=== Try it ===
Needed from the data below: every line from the one with "accepted as aliases." up to and including the one with "if let Some(format)", repeated exactly and with nothing else.

=== Dataset extract ===
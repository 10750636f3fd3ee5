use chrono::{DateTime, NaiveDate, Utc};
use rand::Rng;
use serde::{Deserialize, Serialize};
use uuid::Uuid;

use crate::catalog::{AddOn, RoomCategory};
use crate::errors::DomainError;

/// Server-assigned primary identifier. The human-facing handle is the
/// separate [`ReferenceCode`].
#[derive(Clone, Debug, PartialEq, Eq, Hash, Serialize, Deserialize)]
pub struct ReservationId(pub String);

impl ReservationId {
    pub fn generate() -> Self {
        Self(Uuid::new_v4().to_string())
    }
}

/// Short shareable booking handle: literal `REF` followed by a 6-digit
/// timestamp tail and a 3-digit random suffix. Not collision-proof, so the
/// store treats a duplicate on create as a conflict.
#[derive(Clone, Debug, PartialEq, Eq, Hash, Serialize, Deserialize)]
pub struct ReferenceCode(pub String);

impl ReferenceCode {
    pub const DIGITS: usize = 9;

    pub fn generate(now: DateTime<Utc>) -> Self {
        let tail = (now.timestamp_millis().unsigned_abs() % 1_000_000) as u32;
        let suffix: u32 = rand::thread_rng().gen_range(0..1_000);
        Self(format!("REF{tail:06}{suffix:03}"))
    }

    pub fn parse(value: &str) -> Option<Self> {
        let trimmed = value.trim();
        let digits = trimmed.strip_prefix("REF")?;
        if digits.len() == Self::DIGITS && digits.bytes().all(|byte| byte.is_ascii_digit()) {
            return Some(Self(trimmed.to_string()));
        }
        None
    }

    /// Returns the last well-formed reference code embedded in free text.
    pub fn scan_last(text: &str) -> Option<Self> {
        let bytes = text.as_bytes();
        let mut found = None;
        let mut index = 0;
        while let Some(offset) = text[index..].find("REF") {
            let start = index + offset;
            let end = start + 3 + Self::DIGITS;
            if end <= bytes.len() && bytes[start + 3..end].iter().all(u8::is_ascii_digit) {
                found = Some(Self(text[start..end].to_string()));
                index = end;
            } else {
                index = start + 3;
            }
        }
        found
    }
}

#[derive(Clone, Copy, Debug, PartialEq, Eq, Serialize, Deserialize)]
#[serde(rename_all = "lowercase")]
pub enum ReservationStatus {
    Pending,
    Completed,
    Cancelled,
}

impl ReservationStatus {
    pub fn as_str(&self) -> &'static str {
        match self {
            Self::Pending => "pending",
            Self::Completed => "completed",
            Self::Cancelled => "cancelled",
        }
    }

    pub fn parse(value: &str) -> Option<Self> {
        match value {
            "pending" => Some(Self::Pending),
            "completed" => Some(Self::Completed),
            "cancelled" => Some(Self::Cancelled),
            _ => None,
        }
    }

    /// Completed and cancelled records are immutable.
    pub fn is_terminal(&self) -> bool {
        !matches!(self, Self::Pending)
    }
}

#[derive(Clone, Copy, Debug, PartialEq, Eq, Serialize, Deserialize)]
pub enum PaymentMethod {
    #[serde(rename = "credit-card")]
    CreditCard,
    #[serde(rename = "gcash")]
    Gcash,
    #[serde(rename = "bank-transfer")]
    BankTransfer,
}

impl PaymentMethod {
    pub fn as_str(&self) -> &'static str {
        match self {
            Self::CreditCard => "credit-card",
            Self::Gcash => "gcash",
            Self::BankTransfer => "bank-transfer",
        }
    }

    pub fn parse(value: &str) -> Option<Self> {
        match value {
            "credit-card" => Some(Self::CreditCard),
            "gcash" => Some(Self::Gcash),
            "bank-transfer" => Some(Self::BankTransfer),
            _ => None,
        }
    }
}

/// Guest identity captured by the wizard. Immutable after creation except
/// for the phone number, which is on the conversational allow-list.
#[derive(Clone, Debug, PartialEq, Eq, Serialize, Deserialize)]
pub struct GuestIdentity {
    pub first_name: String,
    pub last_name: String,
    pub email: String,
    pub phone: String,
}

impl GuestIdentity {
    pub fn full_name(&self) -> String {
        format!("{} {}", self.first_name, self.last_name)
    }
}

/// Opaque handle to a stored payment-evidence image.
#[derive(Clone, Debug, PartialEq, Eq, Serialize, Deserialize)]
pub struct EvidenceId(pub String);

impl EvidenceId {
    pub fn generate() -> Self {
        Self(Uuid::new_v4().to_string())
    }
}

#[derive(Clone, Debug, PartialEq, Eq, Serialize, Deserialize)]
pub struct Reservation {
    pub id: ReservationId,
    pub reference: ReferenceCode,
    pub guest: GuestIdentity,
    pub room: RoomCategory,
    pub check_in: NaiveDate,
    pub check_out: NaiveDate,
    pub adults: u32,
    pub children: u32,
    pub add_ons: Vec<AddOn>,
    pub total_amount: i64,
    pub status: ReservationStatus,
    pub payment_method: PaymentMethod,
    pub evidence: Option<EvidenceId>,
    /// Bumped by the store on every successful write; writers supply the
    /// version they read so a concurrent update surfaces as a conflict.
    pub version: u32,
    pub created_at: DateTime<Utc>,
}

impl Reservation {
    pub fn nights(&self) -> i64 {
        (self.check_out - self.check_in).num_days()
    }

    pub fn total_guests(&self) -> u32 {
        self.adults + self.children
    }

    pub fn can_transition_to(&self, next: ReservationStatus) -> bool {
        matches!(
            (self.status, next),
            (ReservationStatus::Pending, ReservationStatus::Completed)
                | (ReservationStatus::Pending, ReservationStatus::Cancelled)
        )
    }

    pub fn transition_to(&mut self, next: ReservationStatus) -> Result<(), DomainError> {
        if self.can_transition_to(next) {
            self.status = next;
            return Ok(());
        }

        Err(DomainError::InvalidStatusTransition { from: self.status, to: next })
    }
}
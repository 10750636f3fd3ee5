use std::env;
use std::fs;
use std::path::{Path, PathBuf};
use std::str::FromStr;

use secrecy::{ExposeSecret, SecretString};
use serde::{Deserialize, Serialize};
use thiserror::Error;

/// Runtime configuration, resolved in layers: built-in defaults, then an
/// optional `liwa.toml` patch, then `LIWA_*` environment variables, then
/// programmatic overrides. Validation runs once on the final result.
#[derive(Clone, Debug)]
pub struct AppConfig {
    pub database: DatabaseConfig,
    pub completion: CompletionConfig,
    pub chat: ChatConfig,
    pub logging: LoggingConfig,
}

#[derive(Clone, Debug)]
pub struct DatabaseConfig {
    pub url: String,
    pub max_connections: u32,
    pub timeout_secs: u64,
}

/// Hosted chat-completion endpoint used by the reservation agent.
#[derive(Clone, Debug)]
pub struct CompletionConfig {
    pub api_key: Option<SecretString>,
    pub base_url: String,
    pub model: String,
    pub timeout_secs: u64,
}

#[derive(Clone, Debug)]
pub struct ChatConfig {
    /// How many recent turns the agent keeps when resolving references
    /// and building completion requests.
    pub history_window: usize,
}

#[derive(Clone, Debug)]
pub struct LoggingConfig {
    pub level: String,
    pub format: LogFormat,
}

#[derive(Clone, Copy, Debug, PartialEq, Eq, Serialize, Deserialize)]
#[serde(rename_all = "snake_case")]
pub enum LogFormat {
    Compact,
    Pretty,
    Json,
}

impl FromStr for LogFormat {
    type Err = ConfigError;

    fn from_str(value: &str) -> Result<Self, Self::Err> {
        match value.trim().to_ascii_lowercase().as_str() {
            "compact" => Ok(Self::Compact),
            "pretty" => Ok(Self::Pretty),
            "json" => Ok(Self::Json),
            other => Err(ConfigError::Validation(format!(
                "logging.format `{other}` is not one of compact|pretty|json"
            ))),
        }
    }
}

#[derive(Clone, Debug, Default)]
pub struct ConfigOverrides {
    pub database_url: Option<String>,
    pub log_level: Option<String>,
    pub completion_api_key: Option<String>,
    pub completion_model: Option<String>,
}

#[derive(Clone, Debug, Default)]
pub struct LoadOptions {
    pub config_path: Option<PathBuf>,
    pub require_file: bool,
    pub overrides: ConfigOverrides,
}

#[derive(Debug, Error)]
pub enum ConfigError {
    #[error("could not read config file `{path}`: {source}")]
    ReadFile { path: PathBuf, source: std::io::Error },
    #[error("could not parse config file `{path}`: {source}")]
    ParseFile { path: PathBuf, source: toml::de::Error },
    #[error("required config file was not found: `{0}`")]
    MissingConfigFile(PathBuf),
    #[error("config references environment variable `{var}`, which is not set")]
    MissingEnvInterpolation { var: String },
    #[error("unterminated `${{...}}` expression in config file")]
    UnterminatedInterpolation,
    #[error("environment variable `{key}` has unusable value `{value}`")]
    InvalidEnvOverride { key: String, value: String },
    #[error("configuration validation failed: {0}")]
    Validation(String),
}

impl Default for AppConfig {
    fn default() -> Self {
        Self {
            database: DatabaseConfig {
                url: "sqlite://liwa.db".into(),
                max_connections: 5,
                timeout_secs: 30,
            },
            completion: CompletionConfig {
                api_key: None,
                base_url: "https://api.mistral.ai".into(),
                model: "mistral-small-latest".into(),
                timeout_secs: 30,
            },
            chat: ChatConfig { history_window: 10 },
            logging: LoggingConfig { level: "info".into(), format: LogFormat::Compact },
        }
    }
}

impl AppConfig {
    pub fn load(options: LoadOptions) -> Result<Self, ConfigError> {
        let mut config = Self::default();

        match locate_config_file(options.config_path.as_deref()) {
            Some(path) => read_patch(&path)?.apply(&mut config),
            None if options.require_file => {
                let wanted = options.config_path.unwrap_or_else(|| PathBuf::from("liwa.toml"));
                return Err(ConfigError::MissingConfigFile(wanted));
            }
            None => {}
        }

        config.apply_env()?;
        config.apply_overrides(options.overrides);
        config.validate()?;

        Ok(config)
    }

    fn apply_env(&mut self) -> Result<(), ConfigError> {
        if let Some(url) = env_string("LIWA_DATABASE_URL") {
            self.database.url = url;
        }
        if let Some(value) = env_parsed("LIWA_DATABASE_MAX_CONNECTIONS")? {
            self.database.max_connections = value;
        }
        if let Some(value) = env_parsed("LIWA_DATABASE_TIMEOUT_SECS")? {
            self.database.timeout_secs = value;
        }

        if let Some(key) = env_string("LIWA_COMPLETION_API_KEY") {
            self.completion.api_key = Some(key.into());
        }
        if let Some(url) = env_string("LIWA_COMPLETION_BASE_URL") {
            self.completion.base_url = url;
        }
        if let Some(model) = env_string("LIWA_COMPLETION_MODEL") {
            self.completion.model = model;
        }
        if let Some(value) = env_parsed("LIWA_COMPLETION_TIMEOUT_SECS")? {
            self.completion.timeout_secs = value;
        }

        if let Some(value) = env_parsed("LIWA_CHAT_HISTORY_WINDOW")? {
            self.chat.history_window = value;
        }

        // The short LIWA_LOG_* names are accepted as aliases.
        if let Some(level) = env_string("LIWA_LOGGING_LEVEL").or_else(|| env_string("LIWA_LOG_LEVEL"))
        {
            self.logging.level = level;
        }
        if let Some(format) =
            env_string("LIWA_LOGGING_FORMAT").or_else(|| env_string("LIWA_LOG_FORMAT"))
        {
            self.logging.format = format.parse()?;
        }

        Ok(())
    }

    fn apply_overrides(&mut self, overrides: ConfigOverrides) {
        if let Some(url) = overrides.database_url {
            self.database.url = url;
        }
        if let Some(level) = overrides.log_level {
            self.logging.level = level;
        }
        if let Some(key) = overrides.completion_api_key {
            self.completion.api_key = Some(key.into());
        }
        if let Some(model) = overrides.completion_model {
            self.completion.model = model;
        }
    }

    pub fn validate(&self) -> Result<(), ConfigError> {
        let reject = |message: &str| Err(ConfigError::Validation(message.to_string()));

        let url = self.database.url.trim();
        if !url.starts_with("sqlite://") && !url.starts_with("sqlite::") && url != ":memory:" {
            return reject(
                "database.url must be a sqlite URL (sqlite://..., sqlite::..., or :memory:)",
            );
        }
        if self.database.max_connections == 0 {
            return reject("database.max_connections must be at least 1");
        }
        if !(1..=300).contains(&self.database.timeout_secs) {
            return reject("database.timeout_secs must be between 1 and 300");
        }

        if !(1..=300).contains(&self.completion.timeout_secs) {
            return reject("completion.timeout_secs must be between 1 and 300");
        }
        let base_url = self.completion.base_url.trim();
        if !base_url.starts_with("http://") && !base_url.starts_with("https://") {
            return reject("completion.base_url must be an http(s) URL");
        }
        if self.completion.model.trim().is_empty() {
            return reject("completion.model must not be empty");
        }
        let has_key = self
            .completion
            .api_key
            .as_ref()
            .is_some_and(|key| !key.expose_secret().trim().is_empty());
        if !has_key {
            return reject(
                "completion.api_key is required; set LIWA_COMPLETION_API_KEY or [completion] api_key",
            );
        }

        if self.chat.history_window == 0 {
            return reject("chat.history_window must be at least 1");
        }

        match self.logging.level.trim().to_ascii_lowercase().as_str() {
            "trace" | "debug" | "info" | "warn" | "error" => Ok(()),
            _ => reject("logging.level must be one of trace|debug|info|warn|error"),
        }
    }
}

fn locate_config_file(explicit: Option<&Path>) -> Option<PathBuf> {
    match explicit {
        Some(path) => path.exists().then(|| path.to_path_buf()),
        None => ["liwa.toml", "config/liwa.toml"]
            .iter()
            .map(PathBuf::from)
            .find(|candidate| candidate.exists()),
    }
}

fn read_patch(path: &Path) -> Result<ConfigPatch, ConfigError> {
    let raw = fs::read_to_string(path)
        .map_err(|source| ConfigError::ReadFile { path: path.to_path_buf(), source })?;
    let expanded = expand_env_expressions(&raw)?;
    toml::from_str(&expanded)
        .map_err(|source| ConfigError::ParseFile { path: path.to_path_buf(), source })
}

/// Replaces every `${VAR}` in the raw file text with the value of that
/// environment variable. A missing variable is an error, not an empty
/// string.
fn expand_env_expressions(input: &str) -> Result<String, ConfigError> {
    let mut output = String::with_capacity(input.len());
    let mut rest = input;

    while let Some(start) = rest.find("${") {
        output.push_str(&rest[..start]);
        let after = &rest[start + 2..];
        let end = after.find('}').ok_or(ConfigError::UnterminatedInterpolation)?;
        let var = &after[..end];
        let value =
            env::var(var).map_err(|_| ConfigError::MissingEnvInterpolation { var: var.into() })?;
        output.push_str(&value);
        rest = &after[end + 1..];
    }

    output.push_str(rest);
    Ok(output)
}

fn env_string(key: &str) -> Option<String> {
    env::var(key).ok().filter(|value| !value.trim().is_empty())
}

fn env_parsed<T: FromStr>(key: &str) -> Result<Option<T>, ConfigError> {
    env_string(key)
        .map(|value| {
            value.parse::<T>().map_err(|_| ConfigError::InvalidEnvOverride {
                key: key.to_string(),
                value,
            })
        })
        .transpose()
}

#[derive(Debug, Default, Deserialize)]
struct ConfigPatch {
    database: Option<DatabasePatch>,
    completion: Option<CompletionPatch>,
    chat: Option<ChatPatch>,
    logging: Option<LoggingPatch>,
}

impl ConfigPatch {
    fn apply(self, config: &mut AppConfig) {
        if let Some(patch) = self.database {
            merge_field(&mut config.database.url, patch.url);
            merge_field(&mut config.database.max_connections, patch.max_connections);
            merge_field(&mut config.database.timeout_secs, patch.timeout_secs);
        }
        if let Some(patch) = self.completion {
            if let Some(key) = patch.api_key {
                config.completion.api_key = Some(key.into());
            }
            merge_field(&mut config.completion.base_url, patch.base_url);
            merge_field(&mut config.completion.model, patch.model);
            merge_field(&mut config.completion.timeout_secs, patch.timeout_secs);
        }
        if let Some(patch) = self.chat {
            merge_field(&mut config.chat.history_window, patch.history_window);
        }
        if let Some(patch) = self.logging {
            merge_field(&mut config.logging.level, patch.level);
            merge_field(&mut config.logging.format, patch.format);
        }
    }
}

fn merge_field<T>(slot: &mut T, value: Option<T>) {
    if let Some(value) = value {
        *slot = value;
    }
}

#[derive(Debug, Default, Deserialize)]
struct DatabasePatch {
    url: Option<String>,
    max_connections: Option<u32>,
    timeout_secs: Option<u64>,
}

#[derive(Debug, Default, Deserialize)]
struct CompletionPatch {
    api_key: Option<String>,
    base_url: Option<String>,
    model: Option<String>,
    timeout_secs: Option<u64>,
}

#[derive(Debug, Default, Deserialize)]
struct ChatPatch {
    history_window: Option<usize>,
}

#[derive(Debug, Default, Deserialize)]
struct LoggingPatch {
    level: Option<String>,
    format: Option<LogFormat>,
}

=== Response to this exercise ===
        // The short LIWA_LOG_* names are accepted as aliases.
        if let Some(level) = env_string("LIWA_LOGGING_LEVEL").or_else(|| env_string("LIWA_LOG_LEVEL"))
        {
            self.logging.level = level;
        }
        if let Some(format) =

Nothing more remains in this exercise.